Figure 1. Schematic representation of
metal-organic framework (MOF) with hydrogen moelcules
Figure 2. Mean square displacement of
hydrogen molecules inside different active sites of metal-organic
framework (MOF) at 77K
Figure 3. Mean square displacement of
hydrogen molecules inside different active sites of metal-organic
framework (MOF) at 350K
We have used OpenAtom to understand and model the materials that are used for
hydrogen storage application, which is one of the major goals of today's
science and technology research. In this project we try to showcase the
diverse functionality as well as scalability of OpenAtom via performance and
scientific case studies. In particular, we focus on a metal organic framework
(MOF) with application to hydrogen storage that consists of 424 atoms (Figure
1) and 936 electronic states, and requires 0.8 billion plane wave expansion
coefficients to describe. The main goal of this project is to understand
hydrogen diffusion in MOF system at finite temperature as for practical
hydrogen storage media, the kinetic properties of hydrogen are very important
together with high hydrogen uptake capacity. To investigate the kinetic
properties such as diffusion of H2 in MOFs, CPAIMD simulation is appropriate.

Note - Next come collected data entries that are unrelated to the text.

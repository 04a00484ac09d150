//! Run orchestration.
//!
//! # Stages
//!
//! 1. **Domain tables**: the domain directory must exist, otherwise the run aborts.
//! 2. **Load**: every declared CARG layer is located and read; a missing or
//!    unreadable layer fails on its own.
//! 3. **Sheet**: the run sheet is the first `FoglioGeologico` found across the
//!    loaded layers in declared order, kept as written; without one the run
//!    aborts, even when a sheet is configured.
//! 4. **Prepare and standardize** each layer against its own profile.
//! 5. **Merge** layers sharing a deliverable, then standardize the merged set
//!    against the deliverable's profile.
//! 6. **Validate** geometries and collect the issue ledger.
//! 7. **Emit** each deliverable.
//! 8. **Report**: the per-sheet issue reports and the run summary.
//!
//! Both abort conditions are checked before anything is written, so an
//! aborted run leaves no output.

use std::collections::BTreeSet;

use anyhow::{Context, Result};
use carg_model::{AttributeTable, FeatureRecord, IssueLedger, OutputLayer};
use carg_standards::{
    DomainTableCache, LAYER_SPECS, LayerSpec, OUTPUT_PROFILES, RingConvention,
    StandardizationProfile, merge_group_for, profile,
};
use carg_transform::prepare::SHEET_FIELD;
use carg_transform::{MergeInput, PrepareContext, StandardizeReport, merge, prepare, standardize};
use carg_validate::{ValidationOptions, validate};
use tracing::{debug, info, info_span, warn};

use crate::error::PipelineError;
use crate::io::{LayerSink, LayerSource};
use crate::summary::{
    AnomalyCounts, LayerOutcome, LayerStage, LayerSummary, OutputSummary, RunSummary,
    ledger_digest,
};

#[derive(Debug, Clone, Default)]
pub struct PipelineOptions {
    /// Sheet given to records without their own, instead of the run sheet.
    pub sheet: Option<String>,
    pub rings: RingConvention,
}

/// State of one declared layer while the run is in progress.
struct LayerRun {
    spec: &'static LayerSpec,
    source: Option<String>,
    records_read: usize,
    stage: LayerStage,
    records: Vec<FeatureRecord>,
    auxiliary: Vec<AttributeTable>,
    failure: Option<String>,
    location: Option<String>,
}

impl LayerRun {
    fn new(spec: &'static LayerSpec) -> Self {
        Self {
            spec,
            source: None,
            records_read: 0,
            stage: LayerStage::NotLoaded,
            records: Vec::new(),
            auxiliary: Vec::new(),
            failure: None,
            location: None,
        }
    }

    fn is_live(&self) -> bool {
        self.failure.is_none()
    }

    fn fail(&mut self, reason: impl Into<String>) {
        let reason = reason.into();
        warn!(layer = self.spec.id, reason = %reason, "layer failed");
        self.records.clear();
        self.failure = Some(reason);
    }

    fn summary(&self) -> LayerSummary {
        let outcome = match (&self.failure, &self.location) {
            (Some(reason), _) => LayerOutcome::Failed {
                reason: reason.clone(),
            },
            (None, Some(location)) => LayerOutcome::Emitted {
                location: location.clone(),
            },
            (None, None) => LayerOutcome::Failed {
                reason: "not emitted".to_string(),
            },
        };
        LayerSummary {
            layer: self.spec.id.to_string(),
            output: self.spec.output.to_string(),
            source: self.source.clone(),
            records_read: self.records_read,
            stage: self.stage,
            outcome,
        }
    }
}

/// Runs the full conversion from `source` into `sink`.
///
/// Returns a [`PipelineError`] (inside `anyhow`) when the run aborts; layer
/// failures are reported in the returned summary instead.
pub fn run(
    source: &dyn LayerSource,
    sink: &mut dyn LayerSink,
    cache: &DomainTableCache,
    options: &PipelineOptions,
) -> Result<RunSummary> {
    let run_span = info_span!("run", source = %source.describe());
    let _run_guard = run_span.enter();

    // =========================================================================
    // Stage 1: Domain tables
    // =========================================================================
    if !cache.is_available() {
        return Err(PipelineError::MissingDomainDirectory {
            location: cache.describe(),
        }
        .into());
    }

    // =========================================================================
    // Stage 2: Load
    // =========================================================================
    let mut runs: Vec<LayerRun> = LAYER_SPECS
        .iter()
        .map(|spec| load_layer(source, spec))
        .collect();
    let loaded = runs.iter().filter(|layer| layer.is_live()).count();
    info!(loaded, declared = runs.len(), "layers loaded");

    // =========================================================================
    // Stage 3: Sheet
    // =========================================================================
    let sheet = resolve_sheet(&runs).ok_or(PipelineError::MissingSheetIdentifier)?;
    let inherited = options
        .sheet
        .as_deref()
        .map(str::trim)
        .filter(|configured| !configured.is_empty())
        .unwrap_or(&sheet)
        .to_string();
    info!(sheet = %sheet, inherited = %inherited, "run sheet resolved");

    // =========================================================================
    // Stage 4: Prepare and standardize
    // =========================================================================
    let mut anomalies = AnomalyCounts::default();
    let mut missing_auxiliary = BTreeSet::new();
    for layer in runs.iter_mut().filter(|layer| layer.is_live()) {
        let layer_span = info_span!("layer", layer = %layer.spec.id);
        let _layer_guard = layer_span.enter();

        let records = std::mem::take(&mut layer.records);
        let ctx = PrepareContext {
            cache,
            run_sheet: &inherited,
            auxiliary: &layer.auxiliary,
        };
        let prepared = prepare(records, layer.spec, &ctx);
        anomalies.inherited_sheet += prepared.report.inherited_sheet;
        anomalies.unmatched_join_keys += prepared.report.unmatched_keys;
        missing_auxiliary.extend(prepared.report.missing_auxiliary);
        layer.stage = LayerStage::DomainMapped;

        let profile = match profile(layer.spec.profile) {
            Ok(profile) => profile,
            Err(error) => {
                layer.fail(error.to_string());
                continue;
            }
        };
        let standardized = standardize(prepared.records, profile, cache);
        count_standardize(&mut anomalies, &standardized.report);
        layer.records = standardized.records;
        layer.stage = LayerStage::Standardized;
        debug!(records = layer.records.len(), profile = profile.name, "layer standardized");
    }

    // =========================================================================
    // Stage 5-7: Merge, validate and emit each deliverable
    // =========================================================================
    let mut ledger = IssueLedger::new();
    let mut outputs = Vec::with_capacity(OUTPUT_PROFILES.len());
    for &output in OUTPUT_PROFILES {
        let output_span = info_span!("output", output = %output);
        let _output_guard = output_span.enter();
        let summary = emit_output(
            output,
            &mut runs,
            cache,
            options.rings,
            sink,
            &mut ledger,
            &mut anomalies,
        );
        outputs.push(summary);
    }

    // =========================================================================
    // Stage 8: Reports and summary
    // =========================================================================
    let issue_reports = sink
        .write_issue_reports(&ledger)
        .context("write geometry issue reports")?;
    let stats = cache.stats();
    anomalies.unmapped_codes = stats.unmapped_codes;
    anomalies.encoding_repairs = stats.encoding_repairs;

    let summary = RunSummary {
        generated_at: chrono::Utc::now().to_rfc3339(),
        source: source.describe(),
        output: sink.location(),
        sheet,
        ring_convention: options.rings.label().to_string(),
        layers: runs.iter().map(LayerRun::summary).collect(),
        outputs,
        issues_by_kind: ledger.count_by_kind(),
        total_issues: ledger.len(),
        issue_reports,
        missing_tables: stats.missing_tables,
        missing_auxiliary: missing_auxiliary.into_iter().collect(),
        anomalies,
        ledger_digest: ledger_digest(&ledger),
    };
    sink.write_summary(&summary).context("write run summary")?;
    info!(
        emitted = summary.emitted(),
        issues = summary.total_issues,
        failed = summary.has_failures(),
        "run complete"
    );
    Ok(summary)
}

fn load_layer(source: &dyn LayerSource, spec: &'static LayerSpec) -> LayerRun {
    let mut layer = LayerRun::new(spec);
    let Some(name) = source.find_layer(spec.patterns) else {
        layer.fail(format!("source layer not found (looked for {})", spec.patterns.join(", ")));
        return layer;
    };
    match source.read_layer(&name, spec.id) {
        Ok(records) => {
            layer.records_read = records.len();
            layer.records = records;
            layer.stage = LayerStage::Loaded;
        }
        Err(error) => {
            layer.source = Some(name);
            layer.fail(format!("source layer unreadable: {error:#}"));
            return layer;
        }
    }
    layer.source = Some(name);

    for table in spec.auxiliary_tables() {
        match source.read_table(table) {
            Ok(Some(table)) => layer.auxiliary.push(table),
            Ok(None) => {}
            Err(error) => {
                let message = format!("{error:#}");
                warn!(layer = spec.id, table, error = %message, "auxiliary table unreadable");
            }
        }
    }
    info!(layer = spec.id, records = layer.records_read, "layer loaded");
    layer
}

/// First sheet carried by a record, in declared layer order, as written.
fn resolve_sheet(runs: &[LayerRun]) -> Option<String> {
    runs.iter()
        .flat_map(|layer| layer.records.iter())
        .find_map(|record| {
            record
                .fields
                .lookup(SHEET_FIELD)
                .filter(|value| !value.is_blank())
                .map(|value| value.as_text().trim().to_string())
        })
}

fn count_standardize(anomalies: &mut AnomalyCounts, report: &StandardizeReport) {
    anomalies.unparseable_values += report.unparseable_total();
    anomalies.truncated_values += report.truncated;
    anomalies.defaulted_fields += report.defaulted.values().sum::<usize>();
}

fn emit_output(
    output: &str,
    runs: &mut [LayerRun],
    cache: &DomainTableCache,
    rings: RingConvention,
    sink: &mut dyn LayerSink,
    ledger: &mut IssueLedger,
    anomalies: &mut AnomalyCounts,
) -> OutputSummary {
    let members: Vec<usize> = runs
        .iter()
        .enumerate()
        .filter(|(_, layer)| layer.spec.output == output)
        .map(|(index, _)| index)
        .collect();
    let mut summary = OutputSummary {
        name: output.to_string(),
        contributors: members.iter().map(|&i| runs[i].spec.id.to_string()).collect(),
        records: 0,
        dropped: 0,
        issues: 0,
        outcome: LayerOutcome::Failed {
            reason: String::new(),
        },
    };

    let live: Vec<usize> = members
        .iter()
        .copied()
        .filter(|&i| runs[i].is_live())
        .collect();
    if live.is_empty() {
        let reasons: Vec<String> = members
            .iter()
            .filter_map(|&i| {
                runs[i]
                    .failure
                    .as_ref()
                    .map(|reason| format!("{}: {reason}", runs[i].spec.id))
            })
            .collect();
        summary.outcome = LayerOutcome::Failed {
            reason: if reasons.is_empty() {
                "no contributing layer".to_string()
            } else {
                reasons.join("; ")
            },
        };
        return summary;
    }

    let output_profile = match profile(output) {
        Ok(profile) => profile,
        Err(error) => return fail_output(summary, runs, &live, error.to_string()),
    };
    let records = match assemble(output, output_profile, runs, &live, cache, anomalies) {
        Ok(records) => records,
        Err(reason) => return fail_output(summary, runs, &live, reason),
    };

    let id_field = live.first().and_then(|&i| runs[i].spec.id_field);
    let options = ValidationOptions {
        layer: output,
        geometry_type: output_profile.geometry_type,
        id_field,
        rings,
    };
    let validation = match validate(records, &options) {
        Ok(validation) => validation,
        Err(error) => return fail_output(summary, runs, &live, error.to_string()),
    };
    for &i in &live {
        runs[i].stage = LayerStage::Validated;
    }
    summary.dropped = validation.dropped();
    summary.issues = validation.issues.len();
    ledger.append(validation.issues);

    let layer = OutputLayer {
        name: output.to_string(),
        geometry_type: output_profile.geometry_type,
        field_order: output_profile
            .field_order
            .iter()
            .map(|field| (*field).to_string())
            .collect(),
        records: validation.kept,
    };
    summary.records = layer.len();
    match sink.write_layer(&layer) {
        Ok(location) => {
            info!(records = layer.len(), location = %location, "deliverable written");
            for &i in &live {
                runs[i].stage = LayerStage::Emitted;
                runs[i].location = Some(location.clone());
            }
            summary.outcome = LayerOutcome::Emitted { location };
            summary
        }
        Err(error) => fail_output(summary, runs, &live, format!("write failed: {error:#}")),
    }
}

/// Records of a deliverable: the single contributor's, or the merged and
/// re-standardized records of a merge group.
fn assemble(
    output: &str,
    output_profile: &StandardizationProfile,
    runs: &mut [LayerRun],
    live: &[usize],
    cache: &DomainTableCache,
    anomalies: &mut AnomalyCounts,
) -> std::result::Result<Vec<FeatureRecord>, String> {
    let Some(group) = merge_group_for(output) else {
        return Ok(std::mem::take(&mut runs[live[0]].records));
    };

    let mut inputs = Vec::with_capacity(group.members.len());
    for member in group.members {
        let Some(&index) = live.iter().find(|&&i| runs[i].spec.id == *member) else {
            continue;
        };
        let records = std::mem::take(&mut runs[index].records);
        inputs.push(MergeInput::new(*member, records));
    }
    let merged = merge(output, output_profile.field_order, inputs).map_err(|error| error.to_string())?;
    for &i in live {
        runs[i].stage = LayerStage::Merged;
    }

    let standardized = standardize(merged, output_profile, cache);
    count_standardize(anomalies, &standardized.report);
    Ok(standardized.records)
}

fn fail_output(
    mut summary: OutputSummary,
    runs: &mut [LayerRun],
    live: &[usize],
    reason: String,
) -> OutputSummary {
    for &i in live {
        runs[i].fail(reason.clone());
    }
    summary.outcome = LayerOutcome::Failed { reason };
    summary
}
//! Profile-driven field standardization.
//!
//! For every target field of the profile, in order:
//! 1. domain substitution, when the rule's source field is present;
//! 2. rename, when one of the mapped source fields is present;
//! 3. carry-through of a field already named like the target;
//! 4. otherwise a typed null.
//!
//! The value is then coerced to the field's declared kind. Output records carry
//! exactly `profile.field_order`. Sources that are not themselves targets do not
//! survive, so a second pass only ever reaches step 3 and changes nothing.

use std::collections::BTreeMap;

use carg_model::{FeatureRecord, FieldMap, FieldValue};
use carg_standards::{DomainTableCache, StandardizationProfile};
use serde::Serialize;
use tracing::debug;

use crate::normalization::{Anomaly, coerce};

/// Counters collected while standardizing one batch.
#[derive(Debug, Clone, Default, PartialEq, Eq, Serialize)]
pub struct StandardizeReport {
    pub records: usize,
    /// Values nulled because they could not be read as the declared kind, per field.
    pub unparseable: BTreeMap<String, usize>,
    pub truncated: usize,
    /// Target fields that were neither present nor derivable, per field.
    pub defaulted: BTreeMap<String, usize>,
}

impl StandardizeReport {
    pub fn unparseable_total(&self) -> usize {
        self.unparseable.values().sum()
    }
}

#[derive(Debug, Clone, PartialEq)]
pub struct Standardized {
    pub records: Vec<FeatureRecord>,
    pub report: StandardizeReport,
}

pub fn standardize(
    records: Vec<FeatureRecord>,
    profile: &StandardizationProfile,
    cache: &DomainTableCache,
) -> Standardized {
    let mut report = StandardizeReport {
        records: records.len(),
        ..StandardizeReport::default()
    };

    let records = records
        .into_iter()
        .map(|record| standardize_record(record, profile, cache, &mut report))
        .collect();

    if report.unparseable_total() > 0 {
        debug!(
            profile = profile.name,
            unparseable = report.unparseable_total(),
            "values nulled during standardization"
        );
    }
    Standardized { records, report }
}

fn standardize_record(
    record: FeatureRecord,
    profile: &StandardizationProfile,
    cache: &DomainTableCache,
    report: &mut StandardizeReport,
) -> FeatureRecord {
    let source = &record.fields;
    let mut fields = FieldMap::new();

    for &target in profile.field_order {
        let value = match derive_value(source, target, profile, cache) {
            Some(value) => value,
            None => {
                *report.defaulted.entry(target.to_string()).or_insert(0) += 1;
                FieldValue::Null
            }
        };
        let coerced = coerce(value, profile.kind_of(target));
        match coerced.anomaly {
            Some(Anomaly::Unparseable) => {
                *report.unparseable.entry(target.to_string()).or_insert(0) += 1;
            }
            Some(Anomaly::Truncated) => report.truncated += 1,
            None => {}
        }
        fields.insert(target, coerced.value);
    }

    FeatureRecord {
        geometry: record.geometry,
        fields,
        provenance: record.provenance,
    }
}

fn derive_value(
    source: &FieldMap,
    target: &str,
    profile: &StandardizationProfile,
    cache: &DomainTableCache,
) -> Option<FieldValue> {
    if let Some(rule) = profile.domain_rule(target)
        && let Some(code) = source.lookup(rule.source)
    {
        if code.is_blank() {
            return Some(FieldValue::Null);
        }
        return Some(FieldValue::Text(cache.resolve_with(
            rule.table,
            code,
            rule.fallback,
        )));
    }

    if let Some(value) = profile
        .mapped_sources(target)
        .find_map(|name| source.lookup(name))
    {
        return Some(value.clone());
    }

    source.lookup(target).cloned()
}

In addition, path integral based CPAIMD can treat nuclear quantum effects,
which can acurately describe the diffusion process.
We have generated preliminary work on hydrogen diffusion in MOF-Zn using a
proper description of van der Waals interaction via the DFT-D2 method of
Grimme. Figure 2 and 3 bove depict mean square displacement of the hydrogen atoms
inside the MOF at two different temperatures. Movie on the upper right shows how H2 molecules
(in white balls) move inside MOF.
OpenAtom was employed to study doped graphene
sheets as transparent conducting electrodes in solar cells. Computations
were run on IBM BG/P and BG/Q supercomputers.
Dissociation of SbCl5 to effect doping of graphene
sheets for solar cell applications. The computations were run using
OpenAtom on IBM BG/P and BG/Q supercomputers.
We have explored the use of SbGe alloys as
materials that can be switched between two stable states with different
resistivity using pressure. The work led to the development of the
Piezoelectronic Transistor. The computations were performed using
OpenAtom on IBM’s BG/L supercomputer.